- What is being asked
Look through the data below and extract, unchanged, the lines from the one that contains "fn unsupported(format: ImageFormat)" to the one that contains "appears in overrides", both included.

Dataset entries:
-----
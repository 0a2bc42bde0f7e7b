//! End-to-end tests against an in-memory fake peripheral.
//!
//! The register block and the message RAM are plain host allocations handed
//! to the driver through the `Dependencies` trait. Registers keep whatever
//! the driver writes (there is no hardware behind them updating status
//! bits), so the tests either pre-load status registers to simulate the
//! controller or assert on the written configuration values.

use canfd::bus::{
    CanBus, CanConfigurable, ConfigurationError, GlobalFilterPolicy, NonMatchingAction,
};
use canfd::config::{Mode, Phase};
use canfd::filter::{Action, Filter, IndexOutOfRange};
use canfd::interrupt::{Interrupt, InterruptLine, InterruptSet};
use canfd::message::tx::{ClassicFrameType, FrameBuilder, FrameType};
use canfd::message::{DataFieldSize, Raw, TxEventType};
use canfd::ram::{ElementCounts, LayoutError, SharedMemory};
use canfd::reg::{Psr, RegisterBlock, Rxfs, Txefs};
use canfd::rx_fifo::FifoRead;
use canfd::tx_buffers::TransmitError;
use canfd_core::{CanId, Dependencies};
use embedded_can::{Id, StandardId};
use fugit::HertzU32;

struct FakeDependencies {
    regs: *const (),
    ram: *const (),
    can_clock: HertzU32,
}

unsafe impl<I: CanId> Dependencies<I> for FakeDependencies {
    fn register_block_start(&self) -> *const () {
        self.regs
    }

    fn eligible_message_ram_start(&self) -> *const () {
        self.ram
    }

    fn host_clock(&self) -> HertzU32 {
        HertzU32::MHz(100)
    }

    fn can_clock(&self) -> HertzU32 {
        self.can_clock
    }
}

struct FakeController {
    regs_ptr: *mut u32,
    ram_ptr: *mut u32,
    memory: &'static mut SharedMemory,
}

impl FakeController {
    fn new() -> Self {
        let regs = Box::leak(Box::new([0u32; 64]));
        let memory = Box::leak(Box::new(SharedMemory::new()));
        let ram_ptr = memory as *mut SharedMemory as *mut u32;
        Self {
            regs_ptr: regs.as_mut_ptr(),
            ram_ptr,
            memory,
        }
    }

    fn dependencies(&self, can_clock: HertzU32) -> FakeDependencies {
        FakeDependencies {
            regs: self.regs_ptr as *const (),
            ram: self.ram_ptr as *const (),
            can_clock,
        }
    }

    fn regs(&self) -> &RegisterBlock {
        unsafe { &*(self.regs_ptr as *const RegisterBlock) }
    }

    /// Simulates the controller depositing a word into message RAM.
    fn write_ram(&self, word_index: usize, value: u32) {
        unsafe { self.ram_ptr.add(word_index).write_volatile(value) }
    }

    fn read_ram(&self, word_index: usize) -> u32 {
        unsafe { self.ram_ptr.add(word_index).read_volatile() }
    }
}

/// Word offsets of the layout produced by [`counts`] with 64-byte data
/// fields: 8 standard filters, 2 extended filters, then 18-word frame
/// elements.
const TX_BUFFERS_START: usize = 12;
const RX_BUFFERS_START: usize = 48;
const RX_FIFO_0_START: usize = 84;
const TX_EVENT_FIFO_START: usize = 156;
const FRAME_WORDS: usize = 18;

fn counts() -> ElementCounts {
    ElementCounts {
        standard_filters: 8,
        extended_filters: 2,
        tx_buffers: 2,
        rx_buffers: 2,
        rx_fifo_0: 4,
        rx_fifo_1: 0,
        tx_event_fifo: 2,
    }
}
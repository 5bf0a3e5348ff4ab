//! pagediff - Perceptual page comparison for paginated documents
//!
//! Decides whether two versions of a multi-page document look the same
//! and, when they do not, produces a highlighted diff image per page.
//!
//! # Overview
//!
//! - Bitmap container and YIQ color math (re-exported at the root)
//! - Bitmap codecs for PNG and multi-page TIFF ([`io`])
//! - Perceptual pixel comparator with anti-aliasing tolerance ([`compare`])
//! - Page alignment and verdict aggregation ([`doc`])
//!
//! # Example
//!
//! ```
//! use pagediff::{Bitmap, ComparisonOptions, compare_pages};
//!
//! let white = Bitmap::new_filled(32, 32, [255, 255, 255, 255]).unwrap();
//! let mut marked = white.to_mut();
//! marked.set_pixel(10, 10, [0, 0, 0, 255]).unwrap();
//! let marked: Bitmap = marked.into();
//!
//! let result = compare_pages(
//!     &[white.clone(), white.clone()],
//!     &[white, marked],
//!     &ComparisonOptions::default(),
//! )
//! .unwrap();
//! assert_eq!(result.diffs()[0].page_number, 2);
//! assert_eq!(result.diffs()[0].diff_pixels(), 1);
//! ```

// Re-export core types (primary data structures used everywhere)
pub use pagediff_core::*;

// Re-export domain crates as modules to avoid name conflicts
pub use pagediff_compare as compare;
pub use pagediff_doc as doc;
pub use pagediff_io as io;

// Entry points
pub use pagediff_compare::{
    ComparisonOptions, ComparisonOverrides, PixelComparison, Rgb, compare_page_bitmaps,
    pixel_match,
};
pub use pagediff_doc::{
    DocumentComparison, DocumentDiffer, DocumentOptions, DocumentOverrides, ImageRasterizer,
    PageDiff, PageDiffKind, PageFailurePolicy, compare_documents, compare_pages,
};
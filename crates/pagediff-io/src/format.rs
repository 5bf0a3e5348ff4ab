//! Image format detection
//!
//! Detects container formats by examining magic numbers in the file header.

use crate::{IoError, IoResult};
use pagediff_core::ImageFormat;

/// Magic numbers for image format detection
mod magic {
    /// PNG: 89 50 4E 47 0D 0A 1A 0A
    pub const PNG: &[u8] = &[0x89, 0x50, 0x4E, 0x47, 0x0D, 0x0A, 0x1A, 0x0A];

    /// TIFF little-endian: II 2A 00
    pub const TIFF_LE: &[u8] = &[0x49, 0x49, 0x2A, 0x00];

    /// TIFF big-endian: MM 00 2A
    pub const TIFF_BE: &[u8] = &[0x4D, 0x4D, 0x00, 0x2A];

    /// BigTIFF little-endian: II 2B 00
    pub const BIGTIFF_LE: &[u8] = &[0x49, 0x49, 0x2B, 0x00];

    /// BigTIFF big-endian: MM 00 2B
    pub const BIGTIFF_BE: &[u8] = &[0x4D, 0x4D, 0x00, 0x2B];
}

/// Detect image format from bytes
pub fn detect_format_from_bytes(data: &[u8]) -> IoResult<ImageFormat> {
    if data.len() < 4 {
        return Err(IoError::InvalidData(
            "not enough data to detect format".to_string(),
        ));
    }

    if data.len() >= 8 && data.starts_with(magic::PNG) {
        return Ok(ImageFormat::Png);
    }

    if [
        magic::TIFF_LE,
        magic::TIFF_BE,
        magic::BIGTIFF_LE,
        magic::BIGTIFF_BE,
    ]
    .iter()
    .any(|m| data.starts_with(m))
    {
        return Ok(ImageFormat::Tiff);
    }

    Err(IoError::UnsupportedFormat(
        "unknown image format".to_string(),
    ))
}

#[cfg(test)]
mod tests {
    use super::*;

    #[test]
    fn test_detect_png() {
        let data = [
            0x89, 0x50, 0x4E, 0x47, 0x0D, 0x0A, 0x1A, 0x0A, 0x00, 0x00, 0x00, 0x00,
        ];
        assert_eq!(detect_format_from_bytes(&data).unwrap(), ImageFormat::Png);
    }

    #[test]
    fn test_detect_tiff() {
        let le = [0x49, 0x49, 0x2A, 0x00, 0x08, 0x00, 0x00, 0x00];
        let be = [0x4D, 0x4D, 0x00, 0x2A, 0x00, 0x00, 0x00, 0x08];
        assert_eq!(detect_format_from_bytes(&le).unwrap(), ImageFormat::Tiff);
        assert_eq!(detect_format_from_bytes(&be).unwrap(), ImageFormat::Tiff);
    }

    #[test]
    fn test_detect_pdf_is_unsupported() {
        assert!(matches!(
            detect_format_from_bytes(b"%PDF-1.7\n%\xE2\xE3"),
            Err(IoError::UnsupportedFormat(_))
        ));
    }

    #[test]
    fn test_detect_too_short() {
        assert!(matches!(
            detect_format_from_bytes(b"II"),
            Err(IoError::InvalidData(_))
        ));
    }
}
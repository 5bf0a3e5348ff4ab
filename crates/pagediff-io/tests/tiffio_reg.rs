//! Multipage TIFF regression test
//!
//! Writes raster documents with pages of different sizes and reads them
//! back page by page.
//!
//! Run with:
//! ```
//! cargo test -p pagediff-io --test tiffio_reg
//! ```

use pagediff_io::{
    ImageFormat, page_count_mem, read_image, read_page_mem, read_pages, read_pages_mem, write_pages,
};
use pagediff_test::generators::{self, BLACK, WHITE};
use pagediff_test::{RegParams, regout_path};

#[test]
fn tiffio_reg() {
    let mut rp = RegParams::new("tiffio");

    let page1 = generators::noise(20, 30, 1).unwrap();
    let page2 = generators::split_vertical(30, 20, 10, BLACK, WHITE).unwrap();
    let page3 = generators::antialiased_edge(5, 5, 2).unwrap();

    // Test 1: single page through the generic writer
    rp.write_bitmap_and_check(&page1, ImageFormat::Tiff).unwrap();

    // Test 2: three pages, order and content preserved
    let path = regout_path("tiffio.multi.tif");
    write_pages(&[&page1, &page2, &page3], &path).unwrap();
    let pages = read_pages(&path).unwrap();
    rp.compare_values(3.0, pages.len() as f64, 0.0);
    rp.compare_bitmaps(&page1, &pages[0]);
    rp.compare_bitmaps(&page2, &pages[1]);
    rp.compare_bitmaps(&page3, &pages[2]);

    // Test 3: read_image returns the first page only
    let first = read_image(&path).unwrap();
    rp.compare_bitmaps(&page1, &first);

    // Test 4: a PNG is a one-page document
    let png = pagediff_io::encode_png(&page2).unwrap();
    let png_pages = read_pages_mem(&png).unwrap();
    rp.compare_values(1.0, png_pages.len() as f64, 0.0);

    // Test 5: unknown data is rejected
    rp.check(read_pages_mem(b"%PDF-1.4 fake").is_err(), "PDF bytes rejected");

    // Test 6: single pages on demand
    let data = std::fs::read(&path).unwrap();
    rp.compare_values(3.0, page_count_mem(&data).unwrap() as f64, 0.0);
    rp.compare_bitmaps(&page3, &read_page_mem(&data, 2).unwrap());
    rp.check(read_page_mem(&data, 3).is_err(), "page past the end rejected");
    rp.compare_values(1.0, page_count_mem(&png).unwrap() as f64, 0.0);
    rp.compare_bitmaps(&page2, &read_page_mem(&png, 0).unwrap());
    rp.check(read_page_mem(&png, 1).is_err(), "PNG has one page");

    assert!(rp.cleanup());
}
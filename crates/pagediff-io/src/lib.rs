//! pagediff-io - Bitmap codecs
//!
//! This crate reads and writes the raster formats pagediff works with:
//!
//! - **PNG** ([`png`]): single-page input, and the encoding used for
//!   serialized diff bitmaps
//! - **TIFF** ([`tiff`]): multi-page raster documents, one page per IFD
//!
//! Formats are detected from magic numbers ([`format`]), never from file
//! extensions. All decoders normalize to 8-bit RGBA.

mod error;
pub mod format;
#[cfg(feature = "png-format")]
pub mod png;
#[cfg(feature = "tiff-format")]
pub mod tiff;

pub use error::{IoError, IoResult};
pub use format::detect_format_from_bytes;
pub use pagediff_core::ImageFormat;

#[cfg(feature = "png-format")]
pub use png::encode_png;

use pagediff_core::Bitmap;
use std::fs;
use std::io::Cursor;
use std::path::Path;

/// Read a single image from a file path.
///
/// For a multi-page TIFF only the first page is returned; use
/// [`read_pages`] to get all of them.
pub fn read_image<P: AsRef<Path>>(path: P) -> IoResult<Bitmap> {
    let data = fs::read(path)?;
    read_image_mem(&data)
}

/// Read a single image from memory.
pub fn read_image_mem(data: &[u8]) -> IoResult<Bitmap> {
    match detect_format_from_bytes(data)? {
        #[cfg(feature = "png-format")]
        ImageFormat::Png => png::read_png(Cursor::new(data)),
        #[cfg(feature = "tiff-format")]
        ImageFormat::Tiff => tiff::read_tiff(Cursor::new(data)),
        other => Err(unsupported(other)),
    }
}

/// Read every page of an image file.
///
/// PNG files yield exactly one page.
pub fn read_pages<P: AsRef<Path>>(path: P) -> IoResult<Vec<Bitmap>> {
    let data = fs::read(path)?;
    read_pages_mem(&data)
}

/// Read every page of an in-memory image.
pub fn read_pages_mem(data: &[u8]) -> IoResult<Vec<Bitmap>> {
    match detect_format_from_bytes(data)? {
        #[cfg(feature = "png-format")]
        ImageFormat::Png => Ok(vec![png::read_png(Cursor::new(data))?]),
        #[cfg(feature = "tiff-format")]
        ImageFormat::Tiff => tiff::read_tiff_pages(Cursor::new(data)),
        other => Err(unsupported(other)),
    }
}

/// Count the pages of an in-memory image without decoding pixel data.
///
/// PNG files have exactly one page.
pub fn page_count_mem(data: &[u8]) -> IoResult<usize> {
    match detect_format_from_bytes(data)? {
        #[cfg(feature = "png-format")]
        ImageFormat::Png => Ok(1),
        #[cfg(feature = "tiff-format")]
        ImageFormat::Tiff => tiff::tiff_page_count(Cursor::new(data)),
        other => Err(unsupported(other)),
    }
}

/// Decode page `index` (0-based) of an in-memory image.
pub fn read_page_mem(data: &[u8], index: usize) -> IoResult<Bitmap> {
    match detect_format_from_bytes(data)? {
        #[cfg(feature = "png-format")]
        ImageFormat::Png if index == 0 => png::read_png(Cursor::new(data)),
        #[cfg(feature = "png-format")]
        ImageFormat::Png => Err(IoError::InvalidData(format!(
            "PNG has a single page, requested index {}",
            index
        ))),
        #[cfg(feature = "tiff-format")]
        ImageFormat::Tiff => tiff::read_tiff_page(Cursor::new(data), index),
        other => Err(unsupported(other)),
    }
}

/// Write an image to a file path.
pub fn write_image<P: AsRef<Path>>(bitmap: &Bitmap, path: P, format: ImageFormat) -> IoResult<()> {
    let data = write_image_mem(bitmap, format)?;
    fs::write(path, data)?;
    Ok(())
}

/// Encode an image to memory in the given format.
pub fn write_image_mem(bitmap: &Bitmap, format: ImageFormat) -> IoResult<Vec<u8>> {
    match format {
        #[cfg(feature = "png-format")]
        ImageFormat::Png => png::encode_png(bitmap),
        #[cfg(feature = "tiff-format")]
        ImageFormat::Tiff => {
            let mut buffer = Cursor::new(Vec::new());
            tiff::write_tiff(bitmap, &mut buffer)?;
            Ok(buffer.into_inner())
        }
        other => Err(unsupported(other)),
    }
}

/// Write several pages into one multi-page TIFF file.
#[cfg(feature = "tiff-format")]
pub fn write_pages<P: AsRef<Path>>(pages: &[&Bitmap], path: P) -> IoResult<()> {
    let mut buffer = Cursor::new(Vec::new());
    tiff::write_tiff_pages(pages, &mut buffer)?;
    fs::write(path, buffer.into_inner())?;
    Ok(())
}

fn unsupported(format: ImageFormat) -> IoError {
    IoError::UnsupportedFormat(format!("{:?} support is not enabled", format))
}
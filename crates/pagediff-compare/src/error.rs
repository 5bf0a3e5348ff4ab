//! Error types for pagediff-compare

use thiserror::Error;

/// Errors that can occur while comparing bitmaps
#[derive(Debug, Error)]
pub enum CompareError {
    /// Core library error
    #[error("core error: {0}")]
    Core(#[from] pagediff_core::Error),

    /// An option value is out of range
    #[error("invalid option {name} = {value}: {reason}")]
    InvalidOption {
        /// Option name as it appears in overrides
        name: &'static str,
        /// Offending value
        value: String,
        /// Accepted range
        reason: &'static str,
    },

    /// Overrides could not be parsed (malformed JSON, wrong type, unknown key)
    #[error("invalid overrides: {0}")]
    InvalidOverrides(String),

    /// The two bitmaps do not have the same size
    #[error("bitmap size mismatch: {}x{} vs {}x{}", .first.0, .first.1, .second.0, .second.1)]
    DimensionMismatch {
        /// Size of the first bitmap
        first: (u32, u32),
        /// Size of the second bitmap
        second: (u32, u32),
    },
}

/// Result type for comparison operations
pub type CompareResult<T> = Result<T, CompareError>;
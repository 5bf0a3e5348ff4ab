//! pagediff-test - Regression test framework for pagediff
//!
//! This crate provides a small regression test harness in the style of
//! `regutils`, supporting two modes:
//!
//! - **Compare**: Run every check; written artifacts are read back and
//!   verified
//! - **Display**: Write artifacts to the regout directory for visual
//!   inspection
//!
//! It also provides deterministic fixture bitmaps ([`generators`]).
//!
//! # Usage
//!
//! ```ignore
//! use pagediff_test::RegParams;
//!
//! let mut rp = RegParams::new("pixelmatch");
//! rp.compare_values(0.0, diff_pixels as f64, 0.0);
//! assert!(rp.cleanup());
//! ```
//!
//! # Environment Variables
//!
//! - `REGTEST_MODE`: Set to "compare" or "display"

mod error;
pub mod generators;
mod params;

pub use error::{TestError, TestResult};
pub use params::{RegParams, RegTestMode};

/// Get the path to the workspace root
fn workspace_root() -> String {
    let manifest_dir = env!("CARGO_MANIFEST_DIR");
    // pagediff-test is at crates/pagediff-test, so go up two directories
    format!("{}/../..", manifest_dir)
}

/// Get the path to the regout (regression output) directory
pub fn regout_dir() -> String {
    format!("{}/tests/regout", workspace_root())
}

/// Get a path inside the regout directory
pub fn regout_path(name: &str) -> String {
    format!("{}/{}", regout_dir(), name)
}
//! Perceptual pixel comparison
//!
//! Compares two equally-sized RGBA bitmaps in YIQ space and synthesizes a
//! diff bitmap:
//!
//! - pixels within the threshold are drawn as a faded grayscale copy of the
//!   first image (transparent in mask mode)
//! - anti-aliasing differences are drawn in `anti_aliasing_color` and not
//!   counted (not drawn in mask mode)
//! - real differences are drawn in `diff_color`, or `diff_color_alt` when
//!   the first image is the brighter one
//!
//! Rows are processed in parallel; every pixel is computed independently,
//! so the result does not depend on how rows are scheduled.

use crate::antialias::is_antialiased;
use crate::error::{CompareError, CompareResult};
use crate::options::ComparisonOptions;
use pagediff_core::color::{
    ALPHA, BYTES_PER_PIXEL, MAX_YIQ_DELTA, blend_with_white, rgb_to_y, yiq_delta,
};
use pagediff_core::{Bitmap, BitmapMut};
use rayon::prelude::*;
use tracing::debug;

/// Raw comparator output
///
/// The diff bitmap is always synthesized, even when no pixel differs.
#[derive(Debug, Clone)]
pub struct MatchOutput {
    /// Highlighted diff image, same size as the inputs
    pub diff: Bitmap,
    /// Number of pixels counted as different
    pub diff_pixels: u64,
    /// Number of differing pixels tolerated as anti-aliasing
    pub anti_aliased_pixels: u64,
}

/// Verdict for one pair of bitmaps
#[derive(Debug, Clone)]
pub enum PixelComparison {
    /// No pixel exceeded the threshold (anti-aliasing tolerated)
    Equal,
    /// At least one pixel differs
    NotEqual {
        /// Highlighted diff image
        diff: Bitmap,
        /// Number of differing pixels, always > 0
        diff_pixels: u64,
    },
}

impl PixelComparison {
    /// Check whether the bitmaps were judged equal.
    pub fn is_equal(&self) -> bool {
        matches!(self, Self::Equal)
    }

    /// Get the diff bitmap, if the bitmaps differ.
    pub fn diff(&self) -> Option<&Bitmap> {
        match self {
            Self::Equal => None,
            Self::NotEqual { diff, .. } => Some(diff),
        }
    }

    /// Number of differing pixels (0 when equal).
    pub fn diff_pixels(&self) -> u64 {
        match self {
            Self::Equal => 0,
            Self::NotEqual { diff_pixels, .. } => *diff_pixels,
        }
    }
}

impl From<MatchOutput> for PixelComparison {
    fn from(out: MatchOutput) -> Self {
        if out.diff_pixels == 0 {
            PixelComparison::Equal
        } else {
            PixelComparison::NotEqual {
                diff: out.diff,
                diff_pixels: out.diff_pixels,
            }
        }
    }
}

/// Signed perceptual distance between two pixels.
///
/// The magnitude is the larger of the YIQ distance and the alpha term
/// `(Δα/255)² · 35215`, so a fully transparent pixel is maximally distant
/// from a fully opaque one whatever their RGB. The sign is negative when
/// `a` is brighter than `b`.
pub fn pixel_delta(a: [u8; 4], b: [u8; 4]) -> f64 {
    if a == b {
        return 0.0;
    }
    let yiq = yiq_delta(a, b);
    let da = (a[ALPHA] as f64 - b[ALPHA] as f64) / 255.0;
    let alpha_term = da * da * MAX_YIQ_DELTA;
    if alpha_term > yiq.abs() {
        if yiq < 0.0 { -alpha_term } else { alpha_term }
    } else {
        yiq
    }
}

/// Faded grayscale rendering of an unchanged pixel (opaque).
#[inline]
fn gray_pixel(px: [u8; 4], diff_alpha: f64) -> [u8; 4] {
    let y = rgb_to_y(px[0] as f64, px[1] as f64, px[2] as f64);
    let val = blend_with_white(y, diff_alpha * px[ALPHA] as f64 / 255.0).clamp(0.0, 255.0);
    let val = val as u8;
    [val, val, val, 255]
}

fn check_sizes(a: &Bitmap, b: &Bitmap) -> CompareResult<()> {
    if a.sizes_equal(b) {
        Ok(())
    } else {
        Err(CompareError::DimensionMismatch {
            first: a.dimensions(),
            second: b.dimensions(),
        })
    }
}

/// Shared per-call state for the row workers.
struct RowContext<'a> {
    a: &'a Bitmap,
    b: &'a Bitmap,
    options: &'a ComparisonOptions,
    max_delta: f64,
    diff_rgba: [u8; 4],
    diff_alt_rgba: [u8; 4],
    aa_rgba: [u8; 4],
}

impl RowContext<'_> {
    /// Fill one output row; returns `(diff_pixels, anti_aliased_pixels)`.
    fn process_row(&self, y: u32, out: &mut [u8]) -> (u64, u64) {
        let mask = self.options.include_diff_mask;
        let row_a = self.a.row_data(y);
        let row_b = self.b.row_data(y);
        let mut diff = 0u64;
        let mut aa = 0u64;

        for (x, dst) in out.chunks_exact_mut(BYTES_PER_PIXEL).enumerate() {
            let pos = x * BYTES_PER_PIXEL;
            let pa = [row_a[pos], row_a[pos + 1], row_a[pos + 2], row_a[pos + 3]];
            let pb = [row_b[pos], row_b[pos + 1], row_b[pos + 2], row_b[pos + 3]];

            let delta = pixel_delta(pa, pb);

            if delta.abs() > self.max_delta {
                let x = x as u32;
                if !self.options.include_anti_aliasing
                    && (is_antialiased(self.a, self.b, x, y)
                        || is_antialiased(self.b, self.a, x, y))
                {
                    aa += 1;
                    if !mask {
                        dst.copy_from_slice(&self.aa_rgba);
                    }
                } else {
                    diff += 1;
                    let color = if delta < 0.0 {
                        self.diff_alt_rgba
                    } else {
                        self.diff_rgba
                    };
                    dst.copy_from_slice(&color);
                }
            } else if !mask {
                dst.copy_from_slice(&gray_pixel(pa, self.options.diff_alpha));
            }
        }

        (diff, aa)
    }
}

/// Compare two bitmaps pixel by pixel and synthesize the diff.
///
/// # Arguments
///
/// * `a` - First bitmap; its faded copy is the diff background
/// * `b` - Second bitmap, same size as `a`
/// * `options` - Comparator options
///
/// # Errors
///
/// Returns [`CompareError::InvalidOption`] for out-of-range options and
/// [`CompareError::DimensionMismatch`] if the sizes differ.
pub fn pixel_match(
    a: &Bitmap,
    b: &Bitmap,
    options: &ComparisonOptions,
) -> CompareResult<MatchOutput> {
    options.validate()?;
    check_sizes(a, b)?;

    // unpainted pixels stay transparent; that is the mask background
    let mut out = BitmapMut::new(a.width(), a.height())?;
    let stride = out.stride();

    let ctx = RowContext {
        a,
        b,
        options,
        max_delta: options.max_delta(),
        diff_rgba: options.diff_color.to_rgba(),
        diff_alt_rgba: options.diff_color_alt.to_rgba(),
        aa_rgba: options.anti_aliasing_color.to_rgba(),
    };

    let (diff_pixels, anti_aliased_pixels) = out
        .data_mut()
        .par_chunks_mut(stride)
        .enumerate()
        .map(|(y, row)| ctx.process_row(y as u32, row))
        .reduce(|| (0, 0), |l, r| (l.0 + r.0, l.1 + r.1));

    Ok(MatchOutput {
        diff: out.into(),
        diff_pixels,
        anti_aliased_pixels,
    })
}

/// Decide whether two page bitmaps are visually equal.
///
/// Byte-identical inputs return [`PixelComparison::Equal`] without
/// allocating a diff bitmap. Otherwise runs [`pixel_match`] and keeps the
/// diff only when at least one pixel is counted as different.
///
/// # Errors
///
/// Same as [`pixel_match`].
pub fn compare_page_bitmaps(
    a: &Bitmap,
    b: &Bitmap,
    options: &ComparisonOptions,
) -> CompareResult<PixelComparison> {
    options.validate()?;
    check_sizes(a, b)?;

    if a.data() == b.data() {
        debug!(
            width = a.width(),
            height = a.height(),
            "identical bitmaps, skipping pixel match"
        );
        return Ok(PixelComparison::Equal);
    }

    let out = pixel_match(a, b, options)?;
    debug!(
        diff_pixels = out.diff_pixels,
        anti_aliased_pixels = out.anti_aliased_pixels,
        "pixel match done"
    );
    Ok(out.into())
}
//! I/O error types
//!
//! Provides a unified error type for all bitmap codec operations.
//! Each format-specific module maps its underlying library errors
//! into `IoError` variants so that callers only need to handle
//! one error type.

use thiserror::Error;

/// Error type for bitmap codec operations.
///
/// Wraps format-specific decoding/encoding errors as well as
/// standard I/O and core-library errors.
#[derive(Error, Debug)]
pub enum IoError {
    /// Standard I/O error (file not found, permission denied, etc.)
    #[error("I/O error: {0}")]
    Io(#[from] std::io::Error),

    /// The image format is not supported or not enabled via features
    #[error("unsupported format: {0}")]
    UnsupportedFormat(String),

    /// The image data is structurally invalid
    #[error("invalid image data: {0}")]
    InvalidData(String),

    /// A format-specific decoder returned an error
    #[error("decode error: {0}")]
    DecodeError(String),

    /// A format-specific encoder returned an error
    #[error("encode error: {0}")]
    EncodeError(String),

    /// An error from the core library (e.g. buffer size mismatch)
    #[error("core error: {0}")]
    Core(#[from] pagediff_core::Error),
}

/// Convenience alias for I/O results.
pub type IoResult<T> = Result<T, IoError>;
//! Rasterization collaborator
//!
//! The differ never interprets document bytes itself. A [`Rasterizer`]
//! opens a document and a [`RasterDocument`] renders its pages to RGBA
//! bitmaps. Rendering must be deterministic for a fixed scale.
//!
//! [`ImageRasterizer`] handles documents that are already raster: a
//! multi-page TIFF (one page per directory) or a single PNG.

use crate::error::{RasterError, RasterResult};
use pagediff_core::Bitmap;
use std::sync::Arc;

/// Opens documents for rendering
pub trait Rasterizer {
    /// Opened document
    type Document: RasterDocument;

    /// Parse document bytes.
    ///
    /// # Errors
    ///
    /// Fails when the bytes are not a readable document of this kind.
    fn open(&self, data: &[u8]) -> RasterResult<Self::Document>;
}

impl<R: Rasterizer + ?Sized> Rasterizer for &R {
    type Document = R::Document;

    fn open(&self, data: &[u8]) -> RasterResult<Self::Document> {
        (**self).open(data)
    }
}

/// An opened, paginated document
///
/// Pages may be rendered from several threads at once.
pub trait RasterDocument: Sync {
    /// Number of pages.
    fn page_count(&self) -> usize;

    /// Render page `index` (0-based) at `scale`.
    fn render_page(&self, index: usize, scale: f32) -> RasterResult<Bitmap>;
}

/// Rasterizer for multi-page TIFF and PNG documents
#[derive(Debug, Clone, Copy, Default)]
pub struct ImageRasterizer;

impl ImageRasterizer {
    pub fn new() -> Self {
        ImageRasterizer
    }
}

/// An opened raster document
///
/// Opening only checks the container and counts its pages. Each page is
/// decoded when it is rendered, so pages that are never rendered cannot
/// fail the comparison.
#[derive(Debug, Clone)]
pub struct ImageDocument {
    data: Arc<[u8]>,
    page_count: usize,
}

impl Rasterizer for ImageRasterizer {
    type Document = ImageDocument;

    fn open(&self, data: &[u8]) -> RasterResult<ImageDocument> {
        let page_count = pagediff_io::page_count_mem(data)?;
        Ok(ImageDocument {
            data: Arc::from(data),
            page_count,
        })
    }
}

impl RasterDocument for ImageDocument {
    fn page_count(&self) -> usize {
        self.page_count
    }

    /// Pages at a scale other than 1.0 are resampled by nearest neighbour.
    fn render_page(&self, index: usize, scale: f32) -> RasterResult<Bitmap> {
        if index >= self.page_count {
            return Err(RasterError::PageOutOfRange {
                index,
                page_count: self.page_count,
            });
        }
        let page = pagediff_io::read_page_mem(&self.data, index)?;
        Ok(page.scale_by_sampling(scale)?)
    }
}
-----
- Answer below
fn unsupported(format: ImageFormat) -> IoError {
    IoError::UnsupportedFormat(format!("{:?} support is not enabled", format))
}
filename crates/pagediff-compare/src/error.rs
repository 5bf0a3e5348ff4ab
//! Error types for pagediff-compare

use thiserror::Error;

/// Errors that can occur while comparing bitmaps
#[derive(Debug, Error)]
pub enum CompareError {
    /// Core library error
    #[error("core error: {0}")]
    Core(#[from] pagediff_core::Error),

    /// An option value is out of range
    #[error("invalid option {name} = {value}: {reason}")]
    InvalidOption {
        /// Option name as it appears in overrides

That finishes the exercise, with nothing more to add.